THE ORIENTATION OF DIRECTION OF TEMPLES

First edition, first printing. Contemporary dark blue pebble-textured cloth with gilt titles to the spine. Illustrated with black and white charts and line drawings. A very good copy, the binding firm with rubbing to the spine tips, a small nick to the head of the spine and light bubbling to the cloth on the upper board. With a bookplate of the Societas Rosicruciana in Anglia, an independent society of Rosicrucian Freemasons founded by Robert Wentworth Little (1840-1878) in 1867, on the front pastedown, the pressmark has been crossed out and rewritten beneath the bookplate in pencil. There is offsetting to the endpapers and a partially removed, small label to the rear pastedown, the contents are otherwise clean throughout.

William Simpson (1823-1899) was a reportage artist and war correspondent who was employed by leading Victorian lithographers Day and Son and later the London Illustrated News to travel across the globe making sketches of war zones, areas of political tension and world events, such as the battlefields of the Crimean War, Tibetan Buddhist temples, the marriage of Alexander III and Princess Dagmar of Denmark, the opening of the Suez Canal and the marriage of Emperor Tung-Chin.

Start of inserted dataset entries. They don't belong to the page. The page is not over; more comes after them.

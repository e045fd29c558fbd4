use tracing::info;

use crate::error::AgentError;

/// SQLite expression that turns the free-text comma list in `directors`
/// into a valid JSON array literal: strip stray double quotes, turn each
/// comma into `","`, and wrap the whole thing in `["` .. `"]`. The column
/// has no JSON type, so feeding it to json_each raw would blow up on any
/// director name containing a quote character.
const SAFE_DIRECTORS_EXPANSION: &str =
    r#"json_each('["' || REPLACE(REPLACE(IFNULL(directors, ''), '"', ''), ',', '","') || '"]')"#;

/// The two raw-expansion spellings the model is known to emit.
const RAW_EXPANSIONS: [&str; 2] = [
    "json_each(directors)",
    "json_each(IFNULL(directors, ''))",
];

/// Validate statement shape and patch the unsafe directors expansion.
///
/// This is deliberately a fixed-pattern textual rewrite, not a SQL parser:
/// exactly one statement type is allowed and exactly one unsafe idiom is
/// recognized. Anything else is rejected rather than sanitized.
pub fn normalize(sql: &str) -> Result<String, AgentError> {
    let stripped = sql.trim();
    if stripped.is_empty() {
        return Err(AgentError::InvalidQuery("Empty SQL query.".to_string()));
    }

    let lowered = stripped.to_lowercase();
    if !(lowered.starts_with("select") || lowered.starts_with("with")) {
        return Err(AgentError::InvalidQuery(
            "Only SELECT statements (optionally starting with WITH) are allowed.".to_string(),
        ));
    }

    let mut safe_sql = stripped.to_string();
    for raw in RAW_EXPANSIONS {
        safe_sql = safe_sql.replace(raw, SAFE_DIRECTORS_EXPANSION);
    }
    if safe_sql != stripped {
        info!("Adjusted query for safe JSON expansion over directors");
    }

    if safe_sql.matches(';').count() > 1 {
        return Err(AgentError::InvalidQuery(
            "Multiple statements are not allowed.".to_string(),
        ));
    }

    Ok(safe_sql)
}

#[cfg(test)]
mod tests {
    use super::*;

    #[test]
    fn rejects_empty_and_whitespace_input() {
        assert!(matches!(normalize(""), Err(AgentError::InvalidQuery(_))));
        assert!(matches!(normalize("   \n\t "), Err(AgentError::InvalidQuery(_))));
    }

    #[test]
    fn rejects_non_select_statements() {
        for sql in [
            "UPDATE netflix_titles SET title = 'x'",
            "DELETE FROM netflix_titles",
            "DROP TABLE netflix_titles",
            "PRAGMA table_info(netflix_titles)",
            "INSERT INTO netflix_titles VALUES (1)",
        ] {
            assert!(
                matches!(normalize(sql), Err(AgentError::InvalidQuery(_))),
                "should reject: {sql}"
            );
        }
    }

    #[test]
    fn accepts_select_and_with_case_insensitively() {
        assert!(normalize("select * from netflix_titles").is_ok());
        assert!(normalize("  SELECT 1").is_ok());
        assert!(normalize("WITH t AS (SELECT 1) SELECT * FROM t").is_ok());
        assert!(normalize("with t as (select 1) select * from t").is_ok());
    }

    #[test]
    fn rejects_stacked_statements() {
        let err = normalize("SELECT 1; SELECT 2;");
        assert!(matches!(err, Err(AgentError::InvalidQuery(_))));
    }

    #[test]
    fn tolerates_a_single_trailing_terminator() {
        assert!(normalize("SELECT 1;").is_ok());
    }

    #[test]
    fn rewrites_raw_directors_expansion() {
        let out = normalize("SELECT value FROM netflix_titles, json_each(directors)")
            .expect("valid query");
        assert!(!out.contains("json_each(directors)"));
        assert!(out.contains(SAFE_DIRECTORS_EXPANSION));
    }

    #[test]
    fn rewrites_ifnull_variant() {
        let out = normalize(
            "SELECT TRIM(value) FROM netflix_titles, json_each(IFNULL(directors, ''))",
        )
        .expect("valid query");
        assert!(!out.contains("json_each(IFNULL(directors, ''))"));
        assert!(out.contains(SAFE_DIRECTORS_EXPANSION));
    }

    #[test]
    fn leaves_queries_without_the_pattern_untouched() {
        let sql = "SELECT title, release_year FROM netflix_titles WHERE release_year > 2015";
        assert_eq!(normalize(sql).expect("valid query"), sql);
    }
}
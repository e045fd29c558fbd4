use std::fmt;
use std::fs::{self, OpenOptions};
use std::io::Write;
use std::path::{Path, PathBuf};
use std::sync::Mutex;

use rand::Rng;
use serde::{Deserialize, Serialize};
use time::format_description::well_known::Rfc3339;
use time::OffsetDateTime;
use tracing::info;

use crate::error::AgentError;

pub const TICKET_HEADER: &str = "ticket_id,title,description,priority,created_at";

#[derive(Debug, Clone, Copy, PartialEq, Eq, Default, Serialize, Deserialize)]
#[serde(rename_all = "lowercase")]
pub enum TicketPriority {
    Low,
    #[default]
    Medium,
    High,
}

impl TicketPriority {
    /// Lenient parse: anything unrecognized falls back to the schema
    /// default, matching the tool declaration's `default: medium`.
    pub fn parse(raw: &str) -> Self {
        match raw.trim().to_lowercase().as_str() {
            "low" => Self::Low,
            "high" => Self::High,
            _ => Self::Medium,
        }
    }

    pub fn as_str(&self) -> &'static str {
        match self {
            Self::Low => "low",
            Self::Medium => "medium",
            Self::High => "high",
        }
    }
}

impl fmt::Display for TicketPriority {
    fn fmt(&self, f: &mut fmt::Formatter<'_>) -> fmt::Result {
        f.write_str(self.as_str())
    }
}

#[derive(Debug, Clone, Serialize)]
pub struct Ticket {
    pub ticket_id: String,
    pub title: String,
    pub description: String,
    pub priority: TicketPriority,
    pub created_at: String,
}

/// Append-only CSV log of support tickets. Records are immutable once
/// written; there is no quoting scheme, so every free-text field is
/// sanitized before it touches the file. Appends are serialized behind a
/// mutex so concurrent requests never interleave partial lines.
pub struct TicketStore {
    path: PathBuf,
    write_lock: Mutex<()>,
}

impl TicketStore {
    pub fn new<P: AsRef<Path>>(path: P) -> Self {
        Self {
            path: path.as_ref().to_path_buf(),
            write_lock: Mutex::new(()),
        }
    }

    pub fn path(&self) -> &Path {
        &self.path
    }

    /// Lazily creates the log with its header row. Idempotent.
    fn ensure_store(&self) -> Result<(), AgentError> {
        if let Some(parent) = self.path.parent() {
            if !parent.as_os_str().is_empty() {
                fs::create_dir_all(parent).map_err(storage_err)?;
            }
        }
        if !self.path.exists() {
            fs::write(&self.path, format!("{TICKET_HEADER}\n")).map_err(storage_err)?;
        }
        Ok(())
    }

    /// Single-attempt, best-effort create: write failures surface
    /// immediately, nothing is buffered or retried.
    pub fn create(
        &self,
        title: &str,
        description: &str,
        priority: TicketPriority,
    ) -> Result<Ticket, AgentError> {
        let _guard = self.write_lock.lock().unwrap_or_else(|e| e.into_inner());
        self.ensure_store()?;

        let now = OffsetDateTime::now_utc();
        let created_at = now.format(&Rfc3339).map_err(storage_err)?;
        // Random suffix keeps ids unique even for same-second creates.
        let suffix: u32 = rand::thread_rng().gen();
        let ticket = Ticket {
            ticket_id: format!("T-{}-{:08x}", now.unix_timestamp(), suffix),
            title: sanitize_field(title),
            description: sanitize_field(description),
            priority,
            created_at,
        };

        let line = format!(
            "{},{},{},{},{}\n",
            ticket.ticket_id, ticket.title, ticket.description, ticket.priority, ticket.created_at
        );
        let mut file = OpenOptions::new()
            .append(true)
            .open(&self.path)
            .map_err(storage_err)?;
        file.write_all(line.as_bytes()).map_err(storage_err)?;

        info!(
            "Created support ticket {} with priority {}",
            ticket.ticket_id, ticket.priority
        );
        Ok(ticket)
    }

    /// All persisted tickets in file order; empty when the log does not
    /// exist yet. Malformed lines are skipped. Sorting and limiting are
    /// the caller's concern.
    pub fn list_recent(&self) -> Result<Vec<Ticket>, AgentError> {
        if !self.path.exists() {
            return Ok(Vec::new());
        }
        let raw = fs::read_to_string(&self.path).map_err(storage_err)?;
        let mut tickets = Vec::new();
        for line in raw.lines().skip(1) {
            let fields: Vec<&str> = line.split(',').collect();
            if fields.len() != 5 {
                continue;
            }
            tickets.push(Ticket {
                ticket_id: fields[0].to_string(),
                title: fields[1].to_string(),
                description: fields[2].to_string(),
                priority: TicketPriority::parse(fields[3]),
                created_at: fields[4].to_string(),
            });
        }
        Ok(tickets)
    }
}

/// The flat-record format has no escaping, so the delimiter and line
/// breaks must never reach the file.
fn sanitize_field(value: &str) -> String {
    value
        .replace(['\n', '\r', ','], " ")
        .trim()
        .to_string()
}

fn storage_err<E: fmt::Display>(err: E) -> AgentError {
    AgentError::Storage(err.to_string())
}

#[cfg(test)]
mod tests {
    use super::*;

    fn temp_store() -> (tempfile::TempDir, TicketStore) {
        let dir = tempfile::tempdir().unwrap();
        let store = TicketStore::new(dir.path().join("support_tickets.csv"));
        (dir, store)
    }

    #[test]
    fn create_then_list_round_trip() {
        let (_dir, store) = temp_store();
        let ticket = store
            .create("Bad data", "Director field garbled", TicketPriority::High)
            .unwrap();

        assert!(ticket.ticket_id.starts_with("T-"));
        assert_eq!(ticket.priority, TicketPriority::High);
        OffsetDateTime::parse(&ticket.created_at, &Rfc3339).expect("RFC 3339 timestamp");

        let listed = store.list_recent().unwrap();
        assert_eq!(listed.len(), 1);
        assert_eq!(listed[0].ticket_id, ticket.ticket_id);
        assert_eq!(listed[0].priority, TicketPriority::High);
    }

    #[test]
    fn list_is_empty_before_first_write() {
        let (_dir, store) = temp_store();
        assert!(store.list_recent().unwrap().is_empty());
    }

    #[test]
    fn header_is_written_once() {
        let (_dir, store) = temp_store();
        store.create("a", "b", TicketPriority::Medium).unwrap();
        store.create("c", "d", TicketPriority::Medium).unwrap();
        let raw = fs::read_to_string(store.path()).unwrap();
        let lines: Vec<&str> = raw.lines().collect();
        assert_eq!(lines[0], TICKET_HEADER);
        assert_eq!(lines.len(), 3);
    }

    #[test]
    fn sanitization_keeps_exactly_five_fields() {
        let (_dir, store) = temp_store();
        store
            .create(
                "Broken, wrong, data\nwith newline",
                "Line one\r\nline two, and a comma",
                TicketPriority::Low,
            )
            .unwrap();

        let raw = fs::read_to_string(store.path()).unwrap();
        let record = raw.lines().nth(1).unwrap();
        assert_eq!(record.split(',').count(), 5);

        let listed = store.list_recent().unwrap();
        assert_eq!(listed.len(), 1);
        assert!(!listed[0].title.contains('\n'));
    }

    #[test]
    fn ids_are_unique_across_rapid_creates() {
        let (_dir, store) = temp_store();
        let a = store.create("a", "x", TicketPriority::Medium).unwrap();
        let b = store.create("b", "y", TicketPriority::Medium).unwrap();
        assert_ne!(a.ticket_id, b.ticket_id);
    }

    #[test]
    fn unknown_priority_parses_to_medium() {
        assert_eq!(TicketPriority::parse("urgent"), TicketPriority::Medium);
        assert_eq!(TicketPriority::parse(""), TicketPriority::Medium);
        assert_eq!(TicketPriority::parse("HIGH"), TicketPriority::High);
        assert_eq!(TicketPriority::parse(" low "), TicketPriority::Low);
    }
}
pub mod web;
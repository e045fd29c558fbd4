use std::path::Path;

use rusqlite::{Connection, OpenFlags};
use serde::Serialize;

use crate::error::AgentError;

/// Schema text handed to the model inside the ask_database tool
/// description. Must stay in sync with the dataset build script.
pub const DATABASE_SCHEMA: &str = "\
Table: netflix_titles
Columns: show_id, type, title, directors, cast, countries, date_added, release_year, rating, duration, listed_in, description
";

#[derive(Debug, Clone, Serialize)]
pub struct TypeCount {
    #[serde(rename = "type")]
    pub kind: String,
    pub count: i64,
}

/// Headline figures for the dashboard and the `summary` command.
#[derive(Debug, Clone, Serialize)]
pub struct DatasetSummary {
    pub total_rows: i64,
    pub unique_titles: i64,
    pub latest_year: Option<i64>,
    pub by_type: Vec<TypeCount>,
}

pub fn summary(db_path: &Path) -> Result<DatasetSummary, AgentError> {
    let conn = Connection::open_with_flags(
        db_path,
        OpenFlags::SQLITE_OPEN_READ_ONLY | OpenFlags::SQLITE_OPEN_NO_MUTEX,
    )?;

    let total_rows = conn.query_row("SELECT COUNT(*) FROM netflix_titles", [], |r| r.get(0))?;
    let unique_titles =
        conn.query_row("SELECT COUNT(DISTINCT title) FROM netflix_titles", [], |r| {
            r.get(0)
        })?;
    let latest_year =
        conn.query_row("SELECT MAX(release_year) FROM netflix_titles", [], |r| {
            r.get(0)
        })?;

    let mut stmt = conn.prepare(
        "SELECT type, COUNT(*) AS count FROM netflix_titles GROUP BY type ORDER BY count DESC",
    )?;
    let by_type = stmt
        .query_map([], |r| {
            Ok(TypeCount {
                kind: r.get(0)?,
                count: r.get(1)?,
            })
        })?
        .collect::<Result<Vec<_>, _>>()?;

    Ok(DatasetSummary {
        total_rows,
        unique_titles,
        latest_year,
        by_type,
    })
}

Simpson was also a Freemason and one of the first members of the Quatuor Coronati Lodge, founded in 1886. During his extensive travels Simpson fostered his esoteric interests by sketching and researching architectural and archaeological sites around the world, which provided him with material for this volume. Simpson presents a survey of the directional orientation of temples from Native American, Indian, Chinese, Mesopotamian and Egyptian cultures, with a strong emphasis on the 'four quarters' and the 'four cardinal points' of north, south, east and west. He also examines the ritual use of the four quarters in a number of historical cultures as well as in contemporary Christian and Jewish practices, and how these relate to Masonic rituals. Ritual focus on the four quarters can be found right up to the modern day in practices such as Wicca and the various branches of Neopaganism, which, though bearing little overt resemblance to Masonry, were influenced by early 20th century ritualists such as Aleister Crowley and Gerald Gardner, who in turn were influenced by the work of Masonic scholars like Simpson. Although this volume reads "Masonic Reprints" on the spine, it is a first edition. Only two copies are currently held by institutions, the University of Cambridge Libraries and the Royal Asiatic Society.